That lame-duck period can also occur much before the midterms or for other reasons. While the 1998 midterms didn't change the power structure of the House or Senate, Bill Clinton was muted by the distraction of his impeachment proceedings and the fallout of the Monica Lewinsky scandal.
"This is why the term can be a little slippery," Korzi said. "I think you can make a pretty strong argument that given the fact that the Republicans took the house in 2010, and then retained it in 2012, there's a sense in which Obama’s second term was always going to have an element of lame duck."
"I think to some degree it's overstated because our system is structured to reduce presidents' options regardless if they can be re-elected or not. Sometimes, a divided government can be just as powerful an obstacle as lame-duckism."
However, presidents do still have options, and can flex some political muscle as their term comes to an end. Reagan, for example, was able to sign a major nuclear arms treaty with the Soviet Union (the INF treaty), with a goal to eliminate intermediate-range and shorter-range missiles.
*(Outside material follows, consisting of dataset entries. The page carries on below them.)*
//! Forwarded chat histories.
//!
//! Each child item of the opened history is rendered as one line. Text items
//! carry their text element, which splits the label into sender name and
//! time. Other items are recognised by a bracketed tag such as `[图片]`.
//! Items matching neither are skipped.

use super::MessageContent;
use crate::automation::{ChatAutomation, ForwardedItem};
use crate::types::{ListenError, MessageHandle};
use lazy_static::lazy_static;
use regex::Regex;
use tracing::debug;

lazy_static! {
    static ref BRACKET_TAG: Regex = Regex::new(r"\[(.*?)\]").unwrap();
}

pub async fn unpack(
    automation: &dyn ChatAutomation,
    handle: &MessageHandle,
) -> Result<MessageContent, ListenError> {
    let items = automation.unpack_merge_forward(handle).await?;
    let total = items.len();
    let lines: Vec<String> = items.iter().filter_map(render_item).collect();
    if lines.len() < total {
        debug!("Skipped {} unrecognised forwarded item(s)", total - lines.len());
    }
    Ok(MessageContent::MergeForward(lines))
}

/// Label split around its content: (sender name, time)
fn around<'a>(label: &'a str, content: &str) -> (&'a str, &'a str) {
    let mut parts = label.split(content);
    let name = parts.next().unwrap_or_default();
    let time = parts.next().unwrap_or_default();
    (name.trim(), time.trim())
}

pub fn render_item(item: &ForwardedItem) -> Option<String> {
    if let Some(text) = item.text.as_deref().filter(|t| !t.is_empty()) {
        let (name, time) = around(&item.label, text);
        return Some(format!("user [{}] at [{}] said: {}", name, time, text));
    }

    let tag = BRACKET_TAG.find(&item.label)?.as_str();
    let (name, time) = around(&item.label, tag);
    Some(format!("user [{}] at [{}] sent: {}", name, time, tag))
}
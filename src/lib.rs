//! Chat Listener - incremental message listener for desktop chat windows
//!
//! This crate turns periodic snapshots of chat windows into a typed stream of
//! message events:
//!
//! - **Differencing**: works out which visible items are new, using display
//!   labels only, including runs of identical messages
//! - **Classification**: maps each item onto a closed set of message kinds
//!   and reads who sent it from where
//! - **Extraction**: produces the content of each kind, driving save-as,
//!   voice-to-text and forwarded-chat unpacking where needed
//! - **Publishing**: fans messages out to subscribers, optionally filtering
//!   out the logged-in account's own messages
//!
//! # Architecture
//!
//! A single background worker polls every monitored window in turn and is the
//! only writer of per-window state. All access to the host application goes
//! through the [`ChatAutomation`] trait; [`ScriptedAutomation`] replays
//! recorded sessions from JSON.

pub mod automation;
pub mod classifier;
pub mod config;
pub mod extractors;
pub mod listener;
pub mod pause;
pub mod publisher;
pub mod replay;
pub mod snapshot_diff;
pub mod types;
pub mod wait;

// Re-export commonly used types
pub use automation::{ChatAutomation, ForwardedItem, Selector, Side};
pub use classifier::{classify, classify_label, envelope, Envelope, Probes, Signal};
pub use config::Config;
pub use extractors::{ContentExtractor, MessageContent};
pub use listener::{Listener, ListenerStatus};
pub use pause::{PauseControl, PauseGuard, RunState, WorkerState};
pub use publisher::{EventPublisher, MessageHandler};
pub use replay::{ReplayScript, ScriptedAutomation, ScriptedMessage, ScriptedWindow};
pub use snapshot_diff::{consecutive_runs, diff_labels, DiffOutcome, MonitoredWindow};
pub use types::{
    Element, ElementId, ListenError, Message, MessageHandle, MessageKind, OriginKind,
    SenderKind, SourceKind, WindowBounds, WindowRef,
};
pub use wait::wait_until;
/// Element ids pack (window, frame, position) so a handle finds its item
fn encode_id(window: usize, frame: usize, position: usize) -> Option<ElementId> {
    if frame >= ID_FIELD_LIMIT || position >= ID_FIELD_LIMIT || window >= 1 << 24 {
        return None;
    }
    Some(((window as u64) << 40) | ((frame as u64) << 20) | position as u64)
}

fn decode_id(id: ElementId) -> (usize, usize, usize) {
    (
        (id >> 40) as usize,
        ((id >> 20) & 0xF_FFFF) as usize,
        (id & 0xF_FFFF) as usize,
    )
}

fn lock<T>(mutex: &Mutex<T>) -> MutexGuard<'_, T> {
    mutex.lock().unwrap_or_else(PoisonError::into_inner)
}

pub struct ScriptedAutomation {
    script: ReplayScript,
    retry_interval: Duration,
    save_dialog_timeout: Duration,
    /// Snapshots served per window index
    served: Mutex<HashMap<usize, usize>>,
    transcript_polls: Mutex<HashMap<ElementId, u32>>,
    focus_log: Mutex<Vec<String>>,
    resolve_log: Mutex<Vec<Selector>>,
}

impl ScriptedAutomation {
    pub fn new(script: ReplayScript, timing: &TimingConfig) -> Self {
        Self {
            script,
            retry_interval: timing.retry_interval(),
            save_dialog_timeout: timing.save_dialog_timeout(),
            served: Mutex::new(HashMap::new()),
            transcript_polls: Mutex::new(HashMap::new()),
            focus_log: Mutex::new(Vec::new()),
            resolve_log: Mutex::new(Vec::new()),
        }
    }

    /// Load a script from a JSON file
    pub fn from_path(path: &Path, timing: &TimingConfig) -> Result<Self, ListenError> {
        let contents = std::fs::read_to_string(path)?;
        let script: ReplayScript = serde_json::from_str(&contents)
            .map_err(|e| ListenError::Config(format!("invalid replay script {:?}: {}", path, e)))?;
        info!(
            "Loaded replay script {:?} with {} window(s)",
            path,
            script.windows.len()
        );
        Ok(Self::new(script, timing))
    }

    /// References to every scripted window
    pub fn window_refs(&self) -> Vec<WindowRef> {
        self.script
            .windows
            .iter()
            .enumerate()
            .map(|(index, window)| WindowRef::new(window.title.clone(), index as ElementId))
            .collect()
    }

    /// Titles of focused windows, oldest first
    pub fn focus_log(&self) -> Vec<String> {
        lock(&self.focus_log).clone()
    }

    /// Selectors looked up so far, oldest first
    pub fn resolve_log(&self) -> Vec<Selector> {
        lock(&self.resolve_log).clone()
    }

    fn find_window(&self, window: &WindowRef) -> Result<usize, ListenError> {
        self.script
            .windows
            .iter()
            .position(|w| w.title == window.title)
            .ok_or_else(|| ListenError::WindowUnavailable(window.title.clone()))
    }

    /// A closed window disappears on the next focus or snapshot
    fn window_index(&self, window: &WindowRef) -> Result<usize, ListenError> {
        let index = self.find_window(window)?;

        let closes_after = self.script.windows[index].closes_after;
        let served = lock(&self.served).get(&index).copied().unwrap_or(0);
        if closes_after.map_or(false, |limit| served >= limit) {
            return Err(ListenError::WindowUnavailable(window.title.clone()));
        }
        Ok(index)
    }

    fn message(&self, handle: &MessageHandle) -> Option<(&ScriptedWindow, &ScriptedMessage)> {
        let (window, frame, position) = decode_id(handle.element);
        let scripted = self.script.windows.get(window)?;
        let message = scripted.frames.get(frame)?.get(position)?;
        Some((scripted, message))
    }

    fn require(&self, handle: &MessageHandle) -> Result<&ScriptedMessage, ListenError> {
        self.message(handle)
            .map(|(_, message)| message)
            .ok_or_else(|| ListenError::Automation(format!("stale handle {}", handle.element)))
    }

    fn poll_transcript(&self, handle: &MessageHandle) -> Result<Option<String>, ListenError> {
        let message = self.require(handle)?;
        let transcript = message
            .transcript
            .as_ref()
            .ok_or_else(|| ListenError::Automation("voice-to-text is not offered".to_string()))?;

        let mut polls = lock(&self.transcript_polls);
        let count = polls.entry(handle.element).or_insert(0);
        *count += 1;
        Ok((*count > message.transcript_delay_polls).then(|| transcript.clone()))
    }
}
Clinton continued to work on deficit reduction, played a role in the Northern Ireland Good Friday agreement, signed a number of executive orders (many to do with the conservation of public lands) and issued some controversial pardons.
Bush was able to push ahead with the troop surge in Iraq and the Troubled Asset Relief Program (TARP) during the financial crisis, all occurring near the end of his presidency
"Presidents can move to the centre or the other option is to just become more resolute," Zelizer said. "Bush is a good example after 2006. Instead of backing out of Iraq, he increased the number of troops there. He didn’t have much to lose at that point."
"There’s a kind of liberation that comes in those final two years because you don’t have to worry about elections again," Korzi added. "[They] don't have to stand for re-election. [They] don’t have to grovel for votes, so it allows them to do what they might want to do at the risk of alienating supporters and so forth.
But Korzi said if Obama makes any bold moves in his final two years, it will have to be something in the foreign policy realm.
Zelizer said he believes there will be limited activity coming out of the White House in those last couple years. And with all eyes on the next election, members of his own party will push back on anything he wants to do that's controversial, he said.
"The combination of the outcome of the midterms with the next presidential election will just create constraints on what he’s going to do."